Je ne compte plus les fois. Mais disons que c’est le mot qui revient le plus souvent. Pauvre type ça leur vient naturellement. Au début ça me blessait, et puis au bout du compte on s’habitue. On finit même par en rire, pas ouvertement, on évite la provocation inutile.

Alors qu’au début vous vous souvenez, c’était merveilleux, tout beau tout rose.

Rire. Là je ne peux pas me retenir désolé.

Bon ça va dans les deux sens, pas de jaloux. Pauvre conne, pouffiasse, pute, j’ai l’embarras du choix quoique que l’on se laisse aller à prendre certains mots en affection, sans doute à force de les côtoyer tous les jours en pensée.

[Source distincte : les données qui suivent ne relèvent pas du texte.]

//! Job API handlers.

use axum::{
    extract::{Path, Query, State},
    http::StatusCode,
    Json,
};
use serde::{Deserialize, Serialize};
use std::sync::Arc;
use mediarelay_core::{
    AuditFilter, AuditRecord, Job, JobError, JobFilter, JobOptions, OrchestratorError, Stage,
    StageStatus,
};

use crate::metrics::JOBS_SUBMITTED_TOTAL;
use crate::state::AppState;

/// Maximum allowed limit for job and event queries
const MAX_LIMIT: i64 = 1000;

/// Default limit for job and event queries
const DEFAULT_LIMIT: i64 = 100;

// ============================================================================
// Request/Response Types
// ============================================================================

/// Request body for submitting a job
#[derive(Debug, Deserialize)]
pub struct CreateJobBody {
    /// Where the raw item comes from (path or URL understood by the acquirer)
    pub source_ref: String,
    #[serde(default)]
    pub options: JobOptions,
}

/// Query parameters for listing jobs
#[derive(Debug, Deserialize)]
pub struct ListJobsParams {
    /// Filter by pipeline stage
    pub stage: Option<String>,
    /// Filter by status within the stage
    pub status: Option<String>,
    pub limit: Option<i64>,
    pub offset: Option<i64>,
}

/// Pagination for the events endpoint
#[derive(Debug, Deserialize)]
pub struct PageParams {
    pub limit: Option<i64>,
    pub offset: Option<i64>,
}

/// Response for listing jobs
#[derive(Debug, Serialize)]
pub struct ListJobsResponse {
    pub jobs: Vec<Job>,
    pub total: i64,
    pub limit: i64,
    pub offset: i64,
}

/// Response for a job's audit trail
#[derive(Debug, Serialize)]
pub struct JobEventsResponse {
    pub job_id: String,
    pub events: Vec<AuditRecord>,
    pub total: i64,
    pub limit: i64,
    pub offset: i64,
}

/// Error response
#[derive(Debug, Serialize)]
pub struct JobErrorResponse {
    pub error: String,
}

type ApiError = (StatusCode, Json<JobErrorResponse>);

fn api_error(status: StatusCode, message: impl Into<String>) -> ApiError {
    (
        status,
        Json(JobErrorResponse {
            error: message.into(),
        }),
    )
}

fn orchestrator_error(err: OrchestratorError) -> ApiError {
    let status = match &err {
        OrchestratorError::Job(JobError::NotFound(_)) => StatusCode::NOT_FOUND,
        OrchestratorError::Job(JobError::InvalidState { .. }) => StatusCode::CONFLICT,
        OrchestratorError::Job(JobError::AlreadyExists(_)) => StatusCode::CONFLICT,
        OrchestratorError::NotRunning | OrchestratorError::LoopStopped => {
            StatusCode::SERVICE_UNAVAILABLE
        }
        _ => StatusCode::INTERNAL_SERVER_ERROR,
    };
    api_error(status, err.to_string())
}

fn page(limit: Option<i64>, offset: Option<i64>) -> (i64, i64) {
    (
        limit.unwrap_or(DEFAULT_LIMIT).clamp(1, MAX_LIMIT),
        offset.unwrap_or(0).max(0),
    )
}

// ============================================================================
// Handlers
// ============================================================================

/// Submit a new job
pub async fn create_job(
    State(state): State<Arc<AppState>>,
    Json(body): Json<CreateJobBody>,
) -> Result<(StatusCode, Json<Job>), ApiError> {
    let source_ref = body.source_ref.trim();
    if source_ref.is_empty() {
        return Err(api_error(
            StatusCode::BAD_REQUEST,
            "source_ref cannot be empty",
        ));
    }

    let job = state
        .orchestrator()
        .enqueue(source_ref, body.options)
        .await
        .map_err(orchestrator_error)?;
    JOBS_SUBMITTED_TOTAL.inc();

    Ok((StatusCode::CREATED, Json(job)))
}

/// Get a job by ID
pub async fn get_job(
    State(state): State<Arc<AppState>>,
    Path(id): Path<String>,
) -> Result<Json<Job>, ApiError> {
    state
        .orchestrator()
        .status(&id)
        .await
        .map(Json)
        .map_err(orchestrator_error)
}

/// List jobs with optional filters
pub async fn list_jobs(
    State(state): State<Arc<AppState>>,
    Query(params): Query<ListJobsParams>,
) -> Result<Json<ListJobsResponse>, ApiError> {
    let (limit, offset) = page(params.limit, params.offset);

    let mut filter = JobFilter::new();
    if let Some(ref stage) = params.stage {
        let stage: Stage = stage
            .parse()
            .map_err(|e: String| api_error(StatusCode::BAD_REQUEST, e))?;
        filter = filter.with_stage(stage);
    }
    if let Some(ref status) = params.status {
        let status: StageStatus = status
            .parse()
            .map_err(|e: String| api_error(StatusCode::BAD_REQUEST, e))?;
        filter = filter.with_status(status);
    }

    let orchestrator = state.orchestrator();
    let total = orchestrator
        .count_jobs(&filter)
        .await
        .map_err(orchestrator_error)?;
    let jobs = orchestrator
        .list_jobs(&filter.with_limit(limit).with_offset(offset))
        .await
        .map_err(orchestrator_error)?;

    Ok(Json(ListJobsResponse {
        jobs,
        total,
        limit,
        offset,
    }))
}

/// Cancel a job. Terminal jobs cannot be cancelled.
pub async fn cancel_job(
    State(state): State<Arc<AppState>>,
    Path(id): Path<String>,
) -> Result<Json<Job>, ApiError> {
    state
        .orchestrator()
        .cancel(&id)
        .await
        .map(Json)
        .map_err(orchestrator_error)
}

/// Audit trail of a single job, oldest first
pub async fn job_events(
    State(state): State<Arc<AppState>>,
    Path(id): Path<String>,
    Query(params): Query<PageParams>,
) -> Result<Json<JobEventsResponse>, ApiError> {
    // 404 for unknown jobs rather than an empty trail
    state
        .orchestrator()
        .status(&id)
        .await
        .map_err(orchestrator_error)?;

    let (limit, offset) = page(params.limit, params.offset);
    let base_filter = AuditFilter::new().with_job_id(&id);
    let query_filter = base_filter.clone().with_limit(limit).with_offset(offset);

    let events = state.audit_store().query(&query_filter).map_err(|e| {
        api_error(
            StatusCode::INTERNAL_SERVER_ERROR,
            format!("Failed to query audit events: {}", e),
        )
    })?;
    let total = state.audit_store().count(&base_filter).map_err(|e| {
        api_error(
            StatusCode::INTERNAL_SERVER_ERROR,
            format!("Failed to count audit events: {}", e),
        )
    })?;

    Ok(Json(JobEventsResponse {
        job_id: id,
        events,
        total,
        limit,
        offset,
    }))
}
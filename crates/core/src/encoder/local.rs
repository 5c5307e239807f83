//! In-process ffmpeg encoding worker.

use std::collections::HashMap;
use std::path::{Path, PathBuf};
use std::process::Stdio;
use std::sync::{Arc, Mutex, MutexGuard};

use async_trait::async_trait;
use once_cell::sync::Lazy;
use regex_lite::Regex;
use serde::Deserialize;
use tokio::io::{AsyncBufReadExt, AsyncReadExt, AsyncWriteExt, BufReader};
use tokio::process::{Child, ChildStderr, Command};
use tokio::sync::RwLock;
use tokio_util::sync::CancellationToken;
use tracing::{debug, info, warn};

use crate::stage::MediaRef;
use crate::worker::HardwareAccel;

use super::config::LocalEncoderConfig;
use super::error::EncoderError;
use super::traits::EncodingWorkerClient;
use super::types::{AudioCodec, EncodeHandle, EncodePoll, EncodeRequest, EncodeStatus};

static OUT_TIME: Lazy<Regex> =
    Lazy::new(|| Regex::new(r"out_time_ms=(\d+)").unwrap_or_else(|e| panic!("{}", e)));
static SPEED: Lazy<Regex> =
    Lazy::new(|| Regex::new(r"speed=\s*(\d+\.?\d*)x").unwrap_or_else(|e| panic!("{}", e)));

#[derive(Debug, Clone)]
struct LocalJobState {
    status: EncodeStatus,
    percent: f32,
    eta_secs: Option<u64>,
    message: Option<String>,
}

struct LocalJob {
    dir: PathBuf,
    output: PathBuf,
    state: Arc<Mutex<LocalJobState>>,
    cancel: CancellationToken,
}

fn lock(state: &Mutex<LocalJobState>) -> MutexGuard<'_, LocalJobState> {
    state.lock().unwrap_or_else(|poisoned| poisoned.into_inner())
}

/// Encodes with an ffmpeg child process on the orchestrator host.
pub struct LocalEncoderClient {
    config: LocalEncoderConfig,
    jobs: RwLock<HashMap<String, Arc<LocalJob>>>,
}

impl LocalEncoderClient {
    pub fn new(config: LocalEncoderConfig) -> Self {
        Self {
            config,
            jobs: RwLock::new(HashMap::new()),
        }
    }

    /// Builds the ffmpeg argument list.
    fn build_args(&self, request: &EncodeRequest, output_path: &Path) -> Vec<String> {
        let params = &request.params;
        let encoder = params.video_codec.encoder(request.accel);

        let mut args = vec![
            "-y".to_string(),
            "-i".to_string(),
            request.input.path.to_string_lossy().to_string(),
            "-c:v".to_string(),
            encoder.to_string(),
        ];

        // Quality: each encoder family spells constant quality differently
        if let Some(crf) = params.crf {
            match request.accel {
                HardwareAccel::Software => args.extend(["-crf".to_string(), crf.to_string()]),
                HardwareAccel::Nvenc => args.extend(["-cq".to_string(), crf.to_string()]),
                HardwareAccel::Qsv => {
                    args.extend(["-global_quality".to_string(), crf.to_string()])
                }
                HardwareAccel::Amf => args.extend([
                    "-qp_i".to_string(),
                    crf.to_string(),
                    "-qp_p".to_string(),
                    crf.to_string(),
                ]),
            }
        } else if let Some(bitrate) = params.video_bitrate_kbps {
            args.extend(["-b:v".to_string(), format!("{}k", bitrate)]);
        }

        if matches!(request.accel, HardwareAccel::Software | HardwareAccel::Nvenc) {
            args.extend(["-preset".to_string(), params.preset.clone()]);
        }

        args.extend(["-c:a".to_string(), params.audio_codec.ffmpeg_codec().to_string()]);
        if params.audio_codec != AudioCodec::Copy {
            args.extend(["-b:a".to_string(), format!("{}k", params.audio_bitrate_kbps)]);
        }

        args.extend([
            "-loglevel".to_string(),
            self.config.ffmpeg_log_level.clone(),
            "-progress".to_string(),
            "pipe:2".to_string(),
            "-nostats".to_string(),
        ]);
        args.extend(self.config.extra_ffmpeg_args.iter().cloned());
        args.push(output_path.to_string_lossy().to_string());
        args
    }

    /// Input duration in seconds, `None` if ffprobe is unavailable.
    async fn probe_duration(&self, input: &Path) -> Option<f64> {
        #[derive(Deserialize)]
        struct ProbeOutput {
            format: ProbeFormat,
        }

        #[derive(Deserialize)]
        struct ProbeFormat {
            duration: Option<String>,
        }

        let output = Command::new(&self.config.ffprobe_path)
            .args(["-v", "error", "-show_entries", "format=duration", "-of", "json"])
            .arg(input)
            .stdin(Stdio::null())
            .output()
            .await
            .ok()?;
        if !output.status.success() {
            return None;
        }
        let probe: ProbeOutput = serde_json::from_slice(&output.stdout).ok()?;
        probe.format.duration?.parse().ok()
    }

    async fn job(&self, handle: &EncodeHandle) -> Result<Arc<LocalJob>, EncoderError> {
        self.jobs
            .read()
            .await
            .get(&handle.job_ref)
            .cloned()
            .ok_or_else(|| EncoderError::UnknownHandle(handle.job_ref.clone()))
    }
}

/// Reads ffmpeg progress until the process exits or the job is cancelled.
async fn drive_ffmpeg(
    mut child: Child,
    stderr: ChildStderr,
    duration_secs: Option<f64>,
    state: Arc<Mutex<LocalJobState>>,
    cancel: CancellationToken,
    job_ref: String,
) {
    let mut lines = BufReader::new(stderr).lines();
    let mut error_output = String::new();
    let mut current_secs = 0.0f64;
    let mut speed: Option<f64> = None;

    loop {
        tokio::select! {
            _ = cancel.cancelled() => {
                let _ = child.kill().await;
                debug!(job_ref = %job_ref, "Killed cancelled ffmpeg process");
                return;
            }
            line = lines.next_line() => match line {
                Ok(Some(line)) => {
                    if line.contains("Error") || line.contains("error") {
                        error_output.push_str(&line);
                        error_output.push('\n');
                    }
                    if let Some(us) = OUT_TIME
                        .captures(&line)
                        .and_then(|c| c.get(1))
                        .and_then(|m| m.as_str().parse::<f64>().ok())
                    {
                        current_secs = us / 1_000_000.0;
                    }
                    if let Some(s) = SPEED
                        .captures(&line)
                        .and_then(|c| c.get(1))
                        .and_then(|m| m.as_str().parse::<f64>().ok())
                    {
                        speed = Some(s);
                    }

                    if let Some(total) = duration_secs.filter(|d| *d > 0.0) {
                        let mut s = lock(&state);
                        s.percent = (current_secs / total * 100.0).clamp(0.0, 100.0) as f32;
                        s.eta_secs = speed
                            .filter(|v| *v > 0.0)
                            .map(|v| ((total - current_secs).max(0.0) / v) as u64);
                    }
                }
                Ok(None) | Err(_) => break,
            }
        }
    }

    let status = tokio::select! {
        _ = cancel.cancelled() => {
            let _ = child.kill().await;
            return;
        }
        status = child.wait() => status,
    };

    let mut s = lock(&state);
    match status {
        Ok(status) if status.success() => {
            s.status = EncodeStatus::Succeeded;
            s.percent = 100.0;
            s.eta_secs = Some(0);
            info!(job_ref = %job_ref, "Local encode finished");
        }
        Ok(status) => {
            s.status = EncodeStatus::Failed;
            s.message = Some(if error_output.is_empty() {
                format!("ffmpeg exited with code {:?}", status.code())
            } else {
                error_output.trim().to_string()
            });
            warn!(job_ref = %job_ref, code = ?status.code(), "Local encode failed");
        }
        Err(e) => {
            s.status = EncodeStatus::Failed;
            s.message = Some(format!("failed to wait for ffmpeg: {}", e));
        }
    }
}

/// Rename, falling back to copy + remove across filesystems.
async fn move_file(source: &Path, destination: &Path) -> std::io::Result<u64> {
    match tokio::fs::rename(source, destination).await {
        Ok(()) => return Ok(tokio::fs::metadata(destination).await?.len()),
        Err(e) if e.kind() == std::io::ErrorKind::CrossesDevices || e.raw_os_error() == Some(18) => {}
        Err(e) => return Err(e),
    }
    let mut reader = tokio::fs::File::open(source).await?;
    let mut writer = tokio::fs::File::create(destination).await?;
    let mut buffer = vec![0u8; 1024 * 1024];
    let mut total = 0u64;
    loop {
        let n = reader.read(&mut buffer).await?;
        if n == 0 {
            break;
        }
        writer.write_all(&buffer[..n]).await?;
        total += n as u64;
    }
    writer.flush().await?;
    tokio::fs::remove_file(source).await?;
    Ok(total)
}

#[async_trait]
impl EncodingWorkerClient for LocalEncoderClient {
    fn worker_id(&self) -> &str {
        &self.config.id
    }

    async fn health(&self) -> Result<(), EncoderError> {
        let status = Command::new(&self.config.ffmpeg_path)
            .arg("-version")
            .stdin(Stdio::null())
            .stdout(Stdio::null())
            .stderr(Stdio::null())
            .status()
            .await
            .map_err(|e| {
                if e.kind() == std::io::ErrorKind::NotFound {
                    EncoderError::FfmpegNotFound {
                        path: self.config.ffmpeg_path.clone(),
                    }
                } else {
                    EncoderError::Io(e)
                }
            })?;
        if status.success() {
            Ok(())
        } else {
            Err(EncoderError::encode_failed("ffmpeg -version failed", None))
        }
    }

    async fn submit(&self, request: EncodeRequest) -> Result<EncodeHandle, EncoderError> {
        let input = &request.input.path;
        if !tokio::fs::try_exists(input).await.unwrap_or(false) {
            return Err(EncoderError::InputNotFound {
                path: input.clone(),
            });
        }

        let job_ref = uuid::Uuid::new_v4().to_string();
        let dir = self.config.work_dir.join(&job_ref);
        tokio::fs::create_dir_all(&dir).await?;
        let output_name = request.output_file_name();
        let output = dir.join(&output_name);

        let duration_secs = self.probe_duration(input).await;
        let args = self.build_args(&request, &output);
        debug!(job_id = %request.job_id, ?args, "Starting ffmpeg");

        let mut child = Command::new(&self.config.ffmpeg_path)
            .args(&args)
            .stdin(Stdio::null())
            .stdout(Stdio::null())
            .stderr(Stdio::piped())
            .kill_on_drop(true)
            .spawn()
            .map_err(|e| {
                if e.kind() == std::io::ErrorKind::NotFound {
                    EncoderError::FfmpegNotFound {
                        path: self.config.ffmpeg_path.clone(),
                    }
                } else {
                    EncoderError::Io(e)
                }
            })?;
        let stderr = child
            .stderr
            .take()
            .ok_or_else(|| EncoderError::encode_failed("ffmpeg stderr not captured", None))?;

        let state = Arc::new(Mutex::new(LocalJobState {
            status: EncodeStatus::Running,
            percent: 0.0,
            eta_secs: None,
            message: None,
        }));
        let cancel = CancellationToken::new();
        tokio::spawn(drive_ffmpeg(
            child,
            stderr,
            duration_secs,
            Arc::clone(&state),
            cancel.clone(),
            job_ref.clone(),
        ));

        self.jobs.write().await.insert(
            job_ref.clone(),
            Arc::new(LocalJob {
                dir,
                output,
                state,
                cancel,
            }),
        );
        info!(
            job_id = %request.job_id,
            job_ref = %job_ref,
            encoder = request.params.video_codec.encoder(request.accel),
            "Local encode started"
        );

        Ok(EncodeHandle {
            worker_id: self.config.id.clone(),
            job_ref,
            token: None,
            output_name,
        })
    }

    async fn poll(&self, handle: &EncodeHandle) -> Result<EncodePoll, EncoderError> {
        let job = self.job(handle).await?;
        let s = lock(&job.state).clone();
        Ok(EncodePoll {
            status: s.status,
            progress_percent: s.percent,
            eta_secs: s.eta_secs,
            message: s.message,
        })
    }

    async fn cancel(&self, handle: &EncodeHandle) -> Result<(), EncoderError> {
        let Some(job) = self.jobs.write().await.remove(&handle.job_ref) else {
            return Ok(());
        };
        job.cancel.cancel();
        if let Err(e) = tokio::fs::remove_dir_all(&job.dir).await {
            debug!("Could not remove {}: {}", job.dir.display(), e);
        }
        Ok(())
    }

    async fn retrieve_output(
        &self,
        handle: &EncodeHandle,
        dest_dir: &Path,
    ) -> Result<MediaRef, EncoderError> {
        let job = self.job(handle).await?;
        let state = lock(&job.state).clone();
        if state.status != EncodeStatus::Succeeded {
            return Err(EncoderError::encode_failed(
                format!("encode is {:?}, no output to retrieve", state.status),
                state.message,
            ));
        }

        tokio::fs::create_dir_all(dest_dir).await?;
        let destination = dest_dir.join(&handle.output_name);
        let size = move_file(&job.output, &destination).await?;

        self.jobs.write().await.remove(&handle.job_ref);
        let _ = tokio::fs::remove_dir_all(&job.dir).await;

        Ok(MediaRef::new(destination).with_size(size))
    }
}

Mais ce n’est qu’une pure formalité. Pour ne pas laisser l’autre dans une absence trop abruptement. Et surtout pour qu’il n’y ait pas de remords, de regret.

—Pauvre type !

— Sale pute !

et voilà le tour est joué.

Puis on ouvre la porte il fait un temps splendide et on se sent plus léger d’un seul coup. Pour un peu on se prendrait presque pour Fred Astaire, on ferait des claquettes sur la chaussée, les gens s’agglutineraient, évidemment ce n’aurait pas grand chose à voir avec Fred Astaire…

— Pauvre type les gens diraient, il a sacrément morflé

Ils s’imagineraient.

Mais non pas du tout, vous n’y êtes absolument pas. On rigolerait encore un peu pour le coup et hop on disparaitrait

On deviendrait un lapin blanc qui sort d’un chapeau de magicien.